Welcome to Mindset Transformations with Coach Myrna
A Show that showcases content on how to change your brain to change your life. A show empowering women who have been abused, betrayed, abandoned or rejected to change how they feel about themselves and become co-creative sources attracting abundant love and happiness into their lives.

I am Coach Myrna Young, I am a certified professional coach, author of 3 books, motivational Speaker and your Host.
I know from Personal experience that change is hard. In my book “Out of the Snares, a story of Hope and encouragement; I share my journey of poverty and child abuse, betrayal and disappointment and how I turned that all around to live an abundant life. This show is going to give you the tools to do the same in your life.

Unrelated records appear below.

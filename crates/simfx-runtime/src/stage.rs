#![forbid(unsafe_code)]

//! Hosts mounted controllers and drives them from a clock.
//!
//! Each mounted section lives in a slot addressed by a [`SectionToken`]. A
//! token carries the slot's generation at mount time; unmounting bumps the
//! generation, so a token kept past teardown can never reach the slot's
//! next occupant.
//!
//! # Invariants
//!
//! 1. A section is only mutated through a token whose generation matches.
//! 2. Unmounting drops the controller together with its pending time; no
//!    transition for it fires afterwards.
//! 3. Sections never observe each other. Each draws from its own random
//!    stream, forked from the stage source at mount by slot and generation,
//!    so one section's activity never shifts another's draws.
//!
//! # Failure Modes
//!
//! Every token-taking call returns [`StageError::Unmounted`] for a stale or
//! foreign token and leaves the stage untouched.

use std::fmt;
use std::time::Duration;

use simfx_core::controller::{Controller, ControllerKind, Input, Snapshot, Timed};
use simfx_core::random::RandomSource;
use thiserror::Error;

use crate::clock::Clock;

/// Handle to a mounted section.
#[derive(Debug, Clone, Copy, PartialEq, Eq, Hash)]
pub struct SectionToken {
    slot: u32,
    generation: u32,
}

impl fmt::Display for SectionToken {
    fn fmt(&self, f: &mut fmt::Formatter<'_>) -> fmt::Result {
        write!(f, "#{}@{}", self.slot, self.generation)
    }
}

#[derive(Debug, Clone, PartialEq, Eq, Error)]
pub enum StageError {
    /// The token's section has been torn down (or never belonged to this stage).
    #[error("section {token} is not mounted")]
    Unmounted { token: SectionToken },
}

struct Section {
    name: String,
    timed: Timed<Box<dyn Controller>>,
    rng: Box<dyn RandomSource>,
}

struct Slot {
    generation: u32,
    section: Option<Section>,
}

/// Summary of one mounted section.
#[derive(Debug, Clone, PartialEq)]
pub struct SectionInfo {
    pub token: SectionToken,
    pub name: String,
    pub kind: ControllerKind,
}

/// The set of mounted sections plus the source their random streams fork from.
pub struct Stage {
    slots: Vec<Slot>,
    free: Vec<u32>,
    rng: Box<dyn RandomSource>,
    /// Clock reading at the last [`Stage::sync`].
    last_sync: Option<Duration>,
}

impl fmt::Debug for Stage {
    fn fmt(&self, f: &mut fmt::Formatter<'_>) -> fmt::Result {
        f.debug_struct("Stage")
            .field("mounted", &self.len())
            .field("slots", &self.slots.len())
            .field("last_sync", &self.last_sync)
            .finish()
    }
}

impl Stage {
    pub fn new(rng: impl RandomSource + 'static) -> Self {
        Self {
            slots: Vec::new(),
            free: Vec::new(),
            rng: Box::new(rng),
            last_sync: None,
        }
    }

    /// Mount a controller under a display name.
    pub fn mount(
        &mut self,
        name: impl Into<String>,
        controller: impl Controller + 'static,
    ) -> SectionToken {
        self.mount_boxed(name, Box::new(controller))
    }

    pub fn mount_boxed(
        &mut self,
        name: impl Into<String>,
        controller: Box<dyn Controller>,
    ) -> SectionToken {
        let slot = match self.free.pop() {
            Some(slot) => slot,
            None => {
                self.slots.push(Slot {
                    generation: 0,
                    section: None,
                });
                (self.slots.len() - 1) as u32
            }
        };
        let generation = self.slots[slot as usize].generation;
        let token = SectionToken { slot, generation };
        let section = Section {
            name: name.into(),
            rng: self.rng.fork(stream_id(token)),
            timed: Timed::new(controller),
        };
        tracing::debug!(
            %token,
            name = %section.name,
            kind = section.timed.inner().kind().as_str(),
            "section mounted"
        );
        self.slots[slot as usize].section = Some(section);
        token
    }

    /// Tear a section down. Its token, and every copy of it, goes stale.
    pub fn unmount(&mut self, token: SectionToken) -> Result<(), StageError> {
        self.section(token)?;
        self.teardown(token.slot);
        Ok(())
    }

    /// Unmount everything.
    pub fn clear(&mut self) {
        for slot in 0..self.slots.len() {
            if self.slots[slot].section.is_some() {
                self.teardown(slot as u32);
            }
        }
    }

    /// Drop the slot's section, bump its generation and free it.
    fn teardown(&mut self, slot: u32) {
        let entry = &mut self.slots[slot as usize];
        if let Some(section) = entry.section.take() {
            let token = SectionToken {
                slot,
                generation: entry.generation,
            };
            tracing::debug!(%token, name = %section.name, "section unmounted");
        }
        entry.generation = entry.generation.wrapping_add(1);
        self.free.push(slot);
    }

    #[must_use]
    pub fn is_mounted(&self, token: SectionToken) -> bool {
        self.lookup(token).is_some()
    }

    #[must_use]
    pub fn len(&self) -> usize {
        self.slots.iter().filter(|s| s.section.is_some()).count()
    }

    #[must_use]
    pub fn is_empty(&self) -> bool {
        self.len() == 0
    }

    /// Route an input to one section. Returns whether its state changed.
    pub fn handle(&mut self, token: SectionToken, input: &Input) -> Result<bool, StageError> {
        let section = self.section_mut(token)?;
        let changed = section.timed.handle(input);
        tracing::trace!(%token, changed, "input routed");
        Ok(changed)
    }

    /// Route an input to every section. Returns how many changed.
    pub fn broadcast(&mut self, input: &Input) -> usize {
        let mut changed = 0;
        for section in self.slots.iter_mut().filter_map(|s| s.section.as_mut()) {
            if section.timed.handle(input) {
                changed += 1;
            }
        }
        changed
    }

    pub fn snapshot(&self, token: SectionToken) -> Result<Snapshot, StageError> {
        Ok(self.section(token)?.timed.snapshot())
    }

    /// Snapshots of every mounted section in slot order.
    #[must_use]
    pub fn snapshots(&self) -> Vec<(SectionInfo, Snapshot)> {
        self.live()
            .map(|(token, section)| (info(token, section), section.timed.snapshot()))
            .collect()
    }

    #[must_use]
    pub fn sections(&self) -> Vec<SectionInfo> {
        self.live().map(|(token, section)| info(token, section)).collect()
    }

    /// Transitions applied to one section since it was mounted.
    pub fn transitions(&self, token: SectionToken) -> Result<u64, StageError> {
        Ok(self.section(token)?.timed.transitions())
    }

    /// Advance every section by `dt`. Returns the total transitions fired.
    pub fn advance(&mut self, dt: Duration) -> u64 {
        let mut fired = 0u64;
        for section in self.slots.iter_mut().filter_map(|s| s.section.as_mut()) {
            fired += u64::from(section.timed.advance(dt, &mut *section.rng));
        }
        fired
    }

    /// Advance by the time elapsed on `clock` since the previous sync.
    ///
    /// The first sync only records the reading.
    pub fn sync(&mut self, clock: &dyn Clock) -> u64 {
        let now = clock.now();
        let dt = match self.last_sync {
            Some(prev) => now.saturating_sub(prev),
            None => Duration::ZERO,
        };
        self.last_sync = Some(now);
        if dt.is_zero() {
            return 0;
        }
        self.advance(dt)
    }

    /// Soonest scheduled transition across all sections, if any.
    #[must_use]
    pub fn until_next(&self) -> Option<Duration> {
        self.live()
            .filter_map(|(_, section)| section.timed.until_next())
            .min()
    }

    fn live(&self) -> impl Iterator<Item = (SectionToken, &Section)> {
        self.slots.iter().enumerate().filter_map(|(idx, slot)| {
            slot.section.as_ref().map(|section| {
                (
                    SectionToken {
                        slot: idx as u32,
                        generation: slot.generation,
                    },
                    section,
                )
            })
        })
    }

    fn lookup(&self, token: SectionToken) -> Option<&Section> {
        self.slots
            .get(token.slot as usize)
            .filter(|slot| slot.generation == token.generation)
            .and_then(|slot| slot.section.as_ref())
    }

    fn section(&self, token: SectionToken) -> Result<&Section, StageError> {
        self.lookup(token).ok_or_else(|| stale(token))
    }

    fn section_mut(&mut self, token: SectionToken) -> Result<&mut Section, StageError> {
        self.slots
            .get_mut(token.slot as usize)
            .filter(|slot| slot.generation == token.generation)
            .and_then(|slot| slot.section.as_mut())
            .ok_or_else(|| stale(token))
    }
}

/// Random stream id for a mount: slot in the high half, generation in the low.
fn stream_id(token: SectionToken) -> u64 {
    (u64::from(token.slot) << 32) | u64::from(token.generation)
}

fn info(token: SectionToken, section: &Section) -> SectionInfo {
    SectionInfo {
        token,
        name: section.name.clone(),
        kind: section.timed.inner().kind(),
    }
}

fn stale(token: SectionToken) -> StageError {
    tracing::warn!(%token, "rejected stale section token");
    StageError::Unmounted { token }
}
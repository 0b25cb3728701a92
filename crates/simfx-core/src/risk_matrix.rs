#![forbid(unsafe_code)]

//! Risk-matrix analysis reveal.
//!
//! Once its section becomes visible the matrix seeds a fixed number of random
//! risk points, then marks them analyzed one per interval while highlighting
//! the newest. The interval after the last point clears the highlight and
//! completes. Like the walkthrough, it runs once per mount.

use std::time::Duration;

use serde::{Deserialize, Serialize};

use crate::config::millis;
use crate::controller::{Controller, ControllerKind, Input, Snapshot};
use crate::error::ConfigError;
use crate::random::RandomSource;
use crate::sequence::VisibilityTrigger;

#[derive(Debug, Clone, PartialEq, Serialize, Deserialize)]
#[serde(default)]
pub struct RiskMatrixConfig {
    pub point_count: usize,
    /// Category labels; each point draws one uniformly.
    pub categories: Vec<String>,
    #[serde(with = "millis")]
    pub analyze_interval: Duration,
    pub visibility_threshold: f64,
}

impl Default for RiskMatrixConfig {
    fn default() -> Self {
        Self {
            point_count: 12,
            categories: ["Market", "Financial", "Operational", "Strategic"]
                .map(String::from)
                .to_vec(),
            analyze_interval: Duration::from_millis(800),
            visibility_threshold: 0.3,
        }
    }
}

impl RiskMatrixConfig {
    pub fn validate(&self) -> Result<(), ConfigError> {
        if self.categories.is_empty() {
            return Err(ConfigError::Empty {
                field: "risk_matrix.categories",
            });
        }
        if self.analyze_interval.is_zero() {
            return Err(ConfigError::ZeroDuration {
                field: "risk_matrix.analyze_interval",
            });
        }
        if !(0.0..=1.0).contains(&self.visibility_threshold) {
            return Err(ConfigError::Probability {
                field: "risk_matrix.visibility_threshold",
                value: self.visibility_threshold,
            });
        }
        Ok(())
    }
}

/// One plotted risk.
#[derive(Debug, Clone, PartialEq)]
pub struct RiskPoint {
    /// Impact score in `[0, 100)`.
    pub impact: f64,
    /// Probability score in `[0, 100)`.
    pub probability: f64,
    /// Overall severity in `[0, 1)`.
    pub risk: f64,
    pub category: String,
    pub analyzed: bool,
}

#[derive(Debug, Clone, Copy, PartialEq, Eq)]
pub enum RiskPhase {
    Waiting,
    /// Triggered; points are drawn on the next transition.
    Seeding,
    Analyzing { next: usize },
    Complete,
}

#[derive(Debug, Clone, PartialEq)]
pub struct RiskMatrixView {
    pub phase: RiskPhase,
    pub points: Vec<RiskPoint>,
    pub highlighted: Option<usize>,
    pub analyzed: usize,
    pub started: bool,
}

#[derive(Debug, Clone)]
pub struct RiskMatrix {
    config: RiskMatrixConfig,
    trigger: VisibilityTrigger,
    phase: RiskPhase,
    points: Vec<RiskPoint>,
    highlighted: Option<usize>,
}

impl RiskMatrix {
    pub fn new(config: RiskMatrixConfig) -> Result<Self, ConfigError> {
        config.validate()?;
        Ok(Self {
            trigger: VisibilityTrigger::new(config.visibility_threshold),
            config,
            phase: RiskPhase::Waiting,
            points: Vec::new(),
            highlighted: None,
        })
    }

    #[must_use]
    pub fn phase(&self) -> RiskPhase {
        self.phase
    }

    #[must_use]
    pub fn points(&self) -> &[RiskPoint] {
        &self.points
    }

    #[must_use]
    pub fn highlighted(&self) -> Option<usize> {
        self.highlighted
    }

    fn seed(&mut self, rng: &mut dyn RandomSource) {
        let categories = &self.config.categories;
        self.points = (0..self.config.point_count)
            .map(|_| RiskPoint {
                impact: rng.uniform(0.0, 100.0),
                probability: rng.uniform(0.0, 100.0),
                risk: rng.next_unit(),
                category: categories[rng.pick(categories.len())].clone(),
                analyzed: false,
            })
            .collect();
        crate::debug!(points = self.points.len(), "risk points seeded");
    }

    #[must_use]
    pub fn view(&self) -> RiskMatrixView {
        RiskMatrixView {
            phase: self.phase,
            points: self.points.clone(),
            highlighted: self.highlighted,
            analyzed: self.points.iter().filter(|p| p.analyzed).count(),
            started: self.trigger.has_fired(),
        }
    }
}

impl Controller for RiskMatrix {
    fn kind(&self) -> ControllerKind {
        ControllerKind::RiskMatrix
    }

    fn next_delay(&self) -> Option<Duration> {
        match self.phase {
            RiskPhase::Waiting | RiskPhase::Complete => None,
            RiskPhase::Seeding => Some(Duration::ZERO),
            RiskPhase::Analyzing { .. } => Some(self.config.analyze_interval),
        }
    }

    fn fire(&mut self, rng: &mut dyn RandomSource) {
        self.phase = match self.phase {
            RiskPhase::Seeding => {
                self.seed(rng);
                RiskPhase::Analyzing { next: 0 }
            }
            RiskPhase::Analyzing { next } if next < self.points.len() => {
                self.points[next].analyzed = true;
                self.highlighted = Some(next);
                RiskPhase::Analyzing { next: next + 1 }
            }
            RiskPhase::Analyzing { .. } => {
                self.highlighted = None;
                crate::debug!("risk analysis complete");
                RiskPhase::Complete
            }
            other => other,
        };
    }

    fn snapshot(&self) -> Snapshot {
        Snapshot::RiskMatrix(self.view())
    }

    fn handle(&mut self, input: &Input) -> bool {
        match input {
            Input::Visibility(ratio) if self.trigger.observe(*ratio) => {
                self.phase = RiskPhase::Seeding;
                true
            }
            _ => false,
        }
    }
}
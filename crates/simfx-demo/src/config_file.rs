#![forbid(unsafe_code)]

//! Loading the showcase config from JSON.

use std::fs;
use std::path::Path;

use simfx_core::config::ShowcaseConfig;

use crate::error::DemoError;

/// Parse and validate a config document.
pub fn from_json(path: &Path, text: &str) -> Result<ShowcaseConfig, DemoError> {
    let config: ShowcaseConfig =
        serde_json::from_str(text).map_err(|source| DemoError::ParseConfig {
            path: path.to_path_buf(),
            source,
        })?;
    config.validate()?;
    Ok(config)
}

/// Read `path`, or fall back to the stock page when no path is given.
pub fn load(path: Option<&Path>) -> Result<ShowcaseConfig, DemoError> {
    let Some(path) = path else {
        return Ok(ShowcaseConfig::default());
    };
    let text = fs::read_to_string(path).map_err(|source| DemoError::ReadConfig {
        path: path.to_path_buf(),
        source,
    })?;
    let config = from_json(path, &text)?;
    tracing::info!(path = %path.display(), "loaded showcase config");
    Ok(config)
}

Todays Guest is Stephanie Stanford, The Love Empowerment Coach
stephanie stanford

Stephanie teaches audiences how to reach inside and access the power that’s always been there through the power of LOVE!
She’s worn tiara’s on stage, thrown candy in the crowd and performed lip sync of “All About That Base” to keep the crowds laughing while they learn. Her down to earth tips make it easy for anyone to master the mysteries of love and bring out the peace, passion and princess-power of every woman.

In her interview on How to Get and Keep a Man, Stephanie says that Self Love shuts down Self doubt so you can take action!
Relationship Love doesn’t have to be so hard. Life Love keeps you balanced, peaceful and calm in a crazy world.

Steph says “When your life is filled with love, then you are free to pursue your purpose” You can experience Self Love, Relationship Love and Life love!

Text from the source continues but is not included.